There’s always a gamble when you take on a much-beloved children’s property. You roll the dice and hope to god that this character still can tap into the pulse of the latest generation. In the last couple years, we’ve seen a plethora of characters return and have varying degrees of success. For every Paddington we’ve had a Smurfs: The Lost Village and now we’re here for Peter Rabbit starring James Corden and a petting zoo filled cast of talented actors.
The story of Peter Rabbit is somewhat of a sequel to the books by Beatrix Potter the audience is immediately introduced to the status quo from the opening scene: Peter Rabbit (Corden) and his young family, twin sisters Flopsy (Margot Robbie) and Mopsy (Elizabeth Debicki, his youngest sister Cottontail (Daisy Ridley), and cousin Benjamin steal from farmer McGregor (Sam Neill) so that they can feed the animals around McGregors land. Peter has an ulterior motive in the fact that McGregor killed his father and a short time after that Peter’s mother also passed away so there is a sense of resentment towards McGregor as Peter steals from him on a daily basis. As the audience is treated to the latest heist from Peter and his family we are introduced to the main players of the human side of Peter Rabbit. We meet Bea (Rose Byrne) a kind individual who adores Peter and his siblings and despises how Mr. McGregor treats them. We are also introduced to Mr. McGregor’s distant nephew Thomas (Domhnall Gleeson) who becomes the new farmer after his uncle dies unceremoniously via a heart attack early in the film. When seeing a younger more dangerous McGregor come into his home turf Peter decides it is time to properly defend his home and so the stage is set for Peter Rabbit.
As you’ve read from the brief plot synopsis I supplied at the beginning of the review you can likely tell Peter Rabbit’s plot is easily one of the most unremarkable parts of the film. It’s highly predictable and older audiences will be able to see where the majority of the characters go throughout the 93-minute runtime (which is a perfect runtime by the way) but ultimately that’s a nitpick as this film is marketed towards kids it is just a wonderful bonus that the humour is also pitch perfect for adults as well. There is also an issue with the score and soundtrack of the film, it’s a collection of early 2000 songs which feel out of place in this film luckily the film seems to know this and every time one of these songs pops up it almost immediately takes it down with a comedic element that almost fixes this problem, almost.
The true litmus test to see if Peter Rabbit works is to be a part of an audience with children in attendance and I was lucky enough to be there for a special family preview screening and the children adored this film.
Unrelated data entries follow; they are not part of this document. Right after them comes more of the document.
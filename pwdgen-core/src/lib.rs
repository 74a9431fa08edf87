//! Human-readable password generation.
//!
//! This crate builds passwords that satisfy a small policy (minimum length,
//! a number of digits, a number of punctuation symbols) from one of three
//! kinds of body:
//! - words picked from a per-language word list
//! - invented consonant-vowel-consonant syllables
//! - random alphanumeric characters
//!
//! [`PasswordEngine`] is the entry point. Randomness is injected through
//! [`RandomSource`] so every strategy can be driven deterministically.

/// Validated password policy and its textual accessors.
pub mod config;

/// Password strategies and the public generation entry points.
pub mod engine;

/// Digit and punctuation blocks, and their insertion into a body.
pub mod inject;

/// Uniform integer source abstraction over `rand`.
pub mod random;

/// Nonsense syllables.
pub mod syllable;

/// Word-list lookup with a per-source cache.
pub mod words;

mod error;

pub use config::{Configuration, MAX_COUNT, Property, Value};
pub use engine::{PasswordEngine, Strategy, parse_length};
pub use error::Error;
pub use random::{RandomSource, RngSource, SeededSource, ThreadSource};
pub use words::WordSource;

/// Result type for the library.
pub type Result<T> = std::result::Result<T, Error>;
There were tears when Peter and his crew were in trouble, there were gasps, guffaws and best of all the whole theatre erupted with laughter when the big physical jokes hit, a particular joke that brought the house down was a scene where Domhnall Gleeson’s Thomas gets electrocuted by the rabbits.
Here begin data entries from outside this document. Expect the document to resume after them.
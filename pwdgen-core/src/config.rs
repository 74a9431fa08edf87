use std::fmt;
use std::str::FromStr;

use crate::words::WordSource;
use crate::{Error, Result};

/// Largest count accepted from text: `min_length`, `num_digits`,
/// `num_punctuation_symbols` and random password lengths.
///
/// The typed setters are not bounded.
pub const MAX_COUNT: usize = 4096;

/// Punctuation symbols used when none are configured.
pub const DEFAULT_PUNCTUATION: &[char] = &['!', '(', ')', '[', ']', ':', ';', ',', '?'];

/// Password policy shared by all generation strategies.
///
/// # Invariants
/// - Every punctuation symbol is a single character (guaranteed by `char`).
/// - `language` named an existing word list when it was set.
///
/// Setters validate their input first and leave the field untouched when
/// they fail.
#[derive(Debug, Clone, PartialEq, Eq)]
pub struct Configuration {
	/// Minimum length of a generated password.
	min_length: usize,

	/// Number of digits injected into every password.
	num_digits: usize,

	/// Number of punctuation symbols injected into every password.
	num_punctuation_symbols: usize,

	/// Symbols the punctuation block is drawn from, in insertion order.
	punctuation_alphabet: Vec<char>,

	/// Whether words and syllables start with a capital letter.
	capitalize_words: bool,

	/// Code of the word list used by word passwords.
	language: String,
}

impl Default for Configuration {
	fn default() -> Self {
		Self {
			min_length: 12,
			num_digits: 2,
			num_punctuation_symbols: 1,
			punctuation_alphabet: DEFAULT_PUNCTUATION.to_vec(),
			capitalize_words: true,
			language: "en".to_owned(),
		}
	}
}

impl Configuration {
	pub fn min_length(&self) -> usize {
		self.min_length
	}

	pub fn num_digits(&self) -> usize {
		self.num_digits
	}

	pub fn num_punctuation_symbols(&self) -> usize {
		self.num_punctuation_symbols
	}

	pub fn punctuation_alphabet(&self) -> &[char] {
		&self.punctuation_alphabet
	}

	pub fn capitalize_words(&self) -> bool {
		self.capitalize_words
	}

	pub fn language(&self) -> &str {
		&self.language
	}

	/// Length the password body must reach before digits and punctuation are
	/// injected: `min_length - num_digits - num_punctuation_symbols`, floored
	/// at zero.
	pub fn body_threshold(&self) -> usize {
		self.min_length
			.saturating_sub(self.num_digits)
			.saturating_sub(self.num_punctuation_symbols)
	}

	pub fn set_min_length(&mut self, min_length: usize) {
		self.min_length = min_length;
	}

	pub fn set_num_digits(&mut self, num_digits: usize) {
		self.num_digits = num_digits;
	}

	pub fn set_num_punctuation_symbols(&mut self, num_punctuation_symbols: usize) {
		self.num_punctuation_symbols = num_punctuation_symbols;
	}

	/// Replaces the punctuation alphabet.
	///
	/// Order and duplicates are kept as given.
	///
	/// # Errors
	/// Returns [`Error::InvalidValue`] if any symbol is not exactly one
	/// character; the alphabet is then left unchanged.
	pub fn set_punctuation_alphabet<I, S>(&mut self, symbols: I) -> Result<()>
	where
		I: IntoIterator<Item = S>,
		S: AsRef<str>,
	{
		let alphabet = symbols
			.into_iter()
			.map(|symbol| single_char(Property::PunctuationAlphabet, symbol.as_ref()))
			.collect::<Result<Vec<_>>>()?;
		self.punctuation_alphabet = alphabet;
		Ok(())
	}

	/// Adds `symbol` to the punctuation alphabet unless it is already there.
	///
	/// # Errors
	/// Returns [`Error::InvalidValue`] if `symbol` is not exactly one character.
	pub fn add_punctuation_symbol(&mut self, symbol: &str) -> Result<()> {
		let symbol = single_char(Property::PunctuationAlphabet, symbol)?;
		if !self.punctuation_alphabet.contains(&symbol) {
			self.punctuation_alphabet.push(symbol);
		}
		Ok(())
	}

	/// Removes the first occurrence of `symbol`. Does nothing if absent.
	///
	/// # Errors
	/// Returns [`Error::InvalidValue`] if `symbol` is not exactly one character.
	pub fn remove_punctuation_symbol(&mut self, symbol: &str) -> Result<()> {
		let symbol = single_char(Property::PunctuationAlphabet, symbol)?;
		if let Some(index) = self.punctuation_alphabet.iter().position(|&c| c == symbol) {
			self.punctuation_alphabet.remove(index);
		}
		Ok(())
	}

	pub fn set_capitalize_words(&mut self, capitalize_words: bool) {
		self.capitalize_words = capitalize_words;
	}

	/// Selects the word list used for word passwords.
	///
	/// # Errors
	/// - [`Error::InvalidValue`] if `language` is empty or looks like a path.
	/// - [`Error::MissingWordList`] if `words` has no list for it.
	pub fn set_language(&mut self, language: &str, words: &WordSource) -> Result<()> {
		let is_plain_code = !language.is_empty()
			&& !language.contains(['/', '\\'])
			&& !language.contains("..");
		if !is_plain_code {
			return Err(invalid(Property::Language, language));
		}
		if !words.has_language(language) {
			return Err(Error::MissingWordList {
				language: language.to_owned(),
				path: words.path_for(language),
			});
		}
		self.language = language.to_owned();
		Ok(())
	}

	/// Returns the current value of `property`.
	pub fn get(&self, property: Property) -> Value {
		match property {
			Property::MinLength => Value::Count(self.min_length),
			Property::NumDigits => Value::Count(self.num_digits),
			Property::NumPunctuationSymbols => Value::Count(self.num_punctuation_symbols),
			Property::PunctuationAlphabet => Value::Symbols(self.punctuation_alphabet.clone()),
			Property::CapitalizeWords => Value::Flag(self.capitalize_words),
			Property::Language => Value::Text(self.language.clone()),
		}
	}

	/// Sets `property` from its textual form.
	///
	/// # Formats
	/// - counts: decimal digits only, at most [`MAX_COUNT`] (`"12"`; `"-1"`
	///   and `"abc"` are rejected)
	/// - punctuation alphabet: whitespace-separated single characters
	///   (`"! ? ,"`). Whitespace only separates, so a space cannot be a symbol
	///   here; use [`Configuration::set_punctuation_alphabet`] for that.
	/// - capitalize words: `"true"` or `"false"`
	/// - language: a language code
	///
	/// # Errors
	/// [`Error::InvalidValue`] for malformed input, or the errors of the
	/// typed setter.
	pub fn set(&mut self, property: Property, value: &str, words: &WordSource) -> Result<()> {
		match property {
			Property::MinLength => self.set_min_length(parse_count(property, value)?),
			Property::NumDigits => self.set_num_digits(parse_count(property, value)?),
			Property::NumPunctuationSymbols => self.set_num_punctuation_symbols(parse_count(property, value)?),
			Property::PunctuationAlphabet => self.set_punctuation_alphabet(value.split_whitespace())?,
			Property::CapitalizeWords => match value {
				"true" => self.set_capitalize_words(true),
				"false" => self.set_capitalize_words(false),
				_ => return Err(invalid(property, value)),
			},
			Property::Language => self.set_language(value, words)?,
		}
		Ok(())
	}
}

/// Names of the configurable properties.
#[derive(Debug, Clone, Copy, PartialEq, Eq, Hash)]
pub enum Property {
	MinLength,
	NumDigits,
	NumPunctuationSymbols,
	PunctuationAlphabet,
	CapitalizeWords,
	Language,
}

impl Property {
	pub const ALL: [Property; 6] = [
		Property::MinLength,
		Property::NumDigits,
		Property::NumPunctuationSymbols,
		Property::PunctuationAlphabet,
		Property::CapitalizeWords,
		Property::Language,
	];

	pub fn name(self) -> &'static str {
		match self {
			Property::MinLength => "min_length",
			Property::NumDigits => "num_digits",
			Property::NumPunctuationSymbols => "num_punctuation_symbols",
			Property::PunctuationAlphabet => "punctuation_alphabet",
			Property::CapitalizeWords => "capitalize_words",
			Property::Language => "language",
		}
	}
}

impl FromStr for Property {
	type Err = Error;

	fn from_str(name: &str) -> Result<Self> {
		Property::ALL
			.into_iter()
			.find(|property| property.name() == name)
			.ok_or_else(|| Error::UnknownProperty(name.to_owned()))
	}
}

impl fmt::Display for Property {
	fn fmt(&self, f: &mut fmt::Formatter<'_>) -> fmt::Result {
		f.write_str(self.name())
	}
}

/// Value of a configuration property.
#[derive(Debug, Clone, PartialEq, Eq)]
pub enum Value {
	Count(usize),
	Symbols(Vec<char>),
	Flag(bool),
	Text(String),
}

/// Formats the value in the textual form accepted by [`Configuration::set`].
impl fmt::Display for Value {
	fn fmt(&self, f: &mut fmt::Formatter<'_>) -> fmt::Result {
		match self {
			Value::Count(n) => write!(f, "{n}"),
			Value::Symbols(symbols) => {
				let symbols: Vec<String> = symbols.iter().map(char::to_string).collect();
				f.write_str(&symbols.join(" "))
			}
			Value::Flag(flag) => write!(f, "{flag}"),
			Value::Text(text) => f.write_str(text),
		}
	}
}

fn invalid(property: Property, value: &str) -> Error {
	Error::InvalidValue { property: property.name(), value: value.to_owned() }
}

fn parse_count(property: Property, value: &str) -> Result<usize> {
	if value.is_empty() || !value.bytes().all(|b| b.is_ascii_digit()) {
		return Err(invalid(property, value));
	}
	match value.parse::<usize>() {
		Ok(count) if count <= MAX_COUNT => Ok(count),
		_ => Err(invalid(property, value)),
	}
}

fn single_char(property: Property, symbol: &str) -> Result<char> {
	let mut chars = symbol.chars();
	match (chars.next(), chars.next()) {
		(Some(c), None) => Ok(c),
		_ => Err(invalid(property, symbol)),
	}
}

#[cfg(test)]
mod tests {
	use super::*;
	use tempfile::TempDir;

	fn words() -> (TempDir, WordSource) {
		let dir = tempfile::tempdir().unwrap();
		std::fs::write(dir.path().join("en.txt"), "cat\n").unwrap();
		std::fs::write(dir.path().join("nl.txt"), "kat\n").unwrap();
		let source = WordSource::new(dir.path());
		(dir, source)
	}

	#[test]
	fn defaults() {
		let config = Configuration::default();
		assert_eq!(config.min_length(), 12);
		assert_eq!(config.num_digits(), 2);
		assert_eq!(config.num_punctuation_symbols(), 1);
		assert_eq!(config.punctuation_alphabet(), DEFAULT_PUNCTUATION);
		assert!(config.capitalize_words());
		assert_eq!(config.language(), "en");
		assert_eq!(config.body_threshold(), 9);
	}

	#[test]
	fn threshold_never_goes_negative() {
		let mut config = Configuration::default();
		config.set_min_length(2);
		config.set_num_digits(4);
		assert_eq!(config.body_threshold(), 0);
	}

	#[test]
	fn min_length_accepts_only_plain_integers() {
		let (_dir, words) = words();
		let mut config = Configuration::default();

		for bad in ["-1", "abc", "", "1.5", " 3"] {
			let err = config.set(Property::MinLength, bad, &words).unwrap_err();
			assert!(matches!(err, Error::InvalidValue { property: "min_length", .. }), "{bad}");
			assert_eq!(config.min_length(), 12);
		}

		config.set(Property::MinLength, "20", &words).unwrap();
		assert_eq!(config.get(Property::MinLength), Value::Count(20));
	}

	#[test]
	fn textual_counts_are_bounded() {
		let (_dir, words) = words();
		let mut config = Configuration::default();

		for property in [Property::MinLength, Property::NumDigits, Property::NumPunctuationSymbols] {
			for too_big in [(MAX_COUNT + 1).to_string(), (usize::MAX - 1).to_string(), "99999999999999999999999".to_owned()] {
				assert!(matches!(config.set(property, &too_big, &words), Err(Error::InvalidValue { .. })), "{property} {too_big}");
			}
			config.set(property, &MAX_COUNT.to_string(), &words).unwrap();
			assert_eq!(config.get(property), Value::Count(MAX_COUNT));
		}
	}

	#[test]
	fn space_is_a_separator_in_text_but_a_symbol_when_typed() {
		let (_dir, words) = words();
		let mut config = Configuration::default();

		config.set(Property::PunctuationAlphabet, "  !\t? ", &words).unwrap();
		assert_eq!(config.punctuation_alphabet(), &['!', '?']);

		config.set_punctuation_alphabet([" ", "!"]).unwrap();
		assert_eq!(config.punctuation_alphabet(), &[' ', '!']);
	}

	#[test]
	fn alphabet_rejects_multi_char_symbols_atomically() {
		let mut config = Configuration::default();
		let err = config.set_punctuation_alphabet(["!!", "?"]).unwrap_err();
		assert!(matches!(err, Error::InvalidValue { .. }));
		assert_eq!(config.punctuation_alphabet(), DEFAULT_PUNCTUATION);

		config.set_punctuation_alphabet(["!", "?"]).unwrap();
		assert_eq!(config.punctuation_alphabet(), &['!', '?']);

		config.set_punctuation_alphabet(Vec::<String>::new()).unwrap();
		assert!(config.punctuation_alphabet().is_empty());
	}

	#[test]
	fn add_and_remove_symbols() {
		let mut config = Configuration::default();
		config.set_punctuation_alphabet(["!", "?", "!"]).unwrap();

		config.add_punctuation_symbol("?").unwrap();
		assert_eq!(config.punctuation_alphabet(), &['!', '?', '!']);
		config.add_punctuation_symbol("#").unwrap();
		assert_eq!(config.punctuation_alphabet(), &['!', '?', '!', '#']);
		assert!(config.add_punctuation_symbol("##").is_err());
		assert!(config.add_punctuation_symbol("").is_err());

		config.remove_punctuation_symbol("!").unwrap();
		assert_eq!(config.punctuation_alphabet(), &['?', '!', '#']);
		config.remove_punctuation_symbol("%").unwrap();
		assert_eq!(config.punctuation_alphabet(), &['?', '!', '#']);

		assert!(matches!(config.remove_punctuation_symbol("?!"), Err(Error::InvalidValue { .. })));
		assert!(config.remove_punctuation_symbol("").is_err());
		assert_eq!(config.punctuation_alphabet(), &['?', '!', '#']);
	}

	#[test]
	fn language_must_have_a_word_list() {
		let (_dir, words) = words();
		let mut config = Configuration::default();

		config.set_language("nl", &words).unwrap();
		assert_eq!(config.language(), "nl");

		let err = config.set_language("de", &words).unwrap_err();
		assert!(matches!(err, Error::MissingWordList { .. }));
		for bad in ["", "../en", "a/b"] {
			assert!(matches!(config.set_language(bad, &words), Err(Error::InvalidValue { .. })));
		}
		assert_eq!(config.language(), "nl");
	}

	#[test]
	fn textual_values_round_trip_through_display() {
		let (_dir, words) = words();
		let mut config = Configuration::default();

		config.set(Property::PunctuationAlphabet, "! ? #", &words).unwrap();
		config.set(Property::CapitalizeWords, "false", &words).unwrap();
		assert!(config.set(Property::CapitalizeWords, "yes", &words).is_err());

		assert_eq!(config.get(Property::PunctuationAlphabet).to_string(), "! ? #");
		assert_eq!(config.get(Property::CapitalizeWords), Value::Flag(false));
		assert_eq!(config.get(Property::Language).to_string(), "en");
	}

	#[test]
	fn property_names() {
		assert_eq!("num_digits".parse::<Property>().unwrap(), Property::NumDigits);
		let err = "colour".parse::<Property>().unwrap_err();
		assert!(matches!(err, Error::UnknownProperty(ref name) if name == "colour"));
		for property in Property::ALL {
			assert_eq!(property.to_string().parse::<Property>().unwrap(), property);
		}
	}
}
All this works because the cast assembled is top notch when first learning that Corden was headlining a film like this I worried it was stunt casting as he is quite the big get these days from his work on his Late Late show across the pond. Thankfully though he brings a great personality to the character of Peter Rabbit, the real MVP’s of this film though is the supporting cast, Domhnall Gleeson is incredible easily giving one of the funniest performances of his career. Another noteworthy character is Cottontail voiced by Daisy Ridley, she is a scene stealer who at times steals the film away from its lead characters.
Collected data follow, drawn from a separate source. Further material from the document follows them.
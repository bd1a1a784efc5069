//! Name and number trees according to ISO 32000-1 Section 7.9.6 and 7.9.7

mod name_tree;
mod tree;

pub use name_tree::{catalog_name_tree, catalog_page_labels, NameTree, NameTreeKind, NumberTree};
pub use tree::{PdfTree, TreeEntries, TreeKey, TreeValue, DEFAULT_MAX_ORDER, DEFAULT_MIN_ORDER};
Peter Rabbit is a great film I adored the humour and the animation of the CGI characters is top notch even if the story is deeply predictable and you’ve seen these types of characters before you’ll still enjoy what the cast brings to these characters. They bring warmth, personality and a memorability that will leave you with a huge grin on your face walking out of the cinema when it is all over.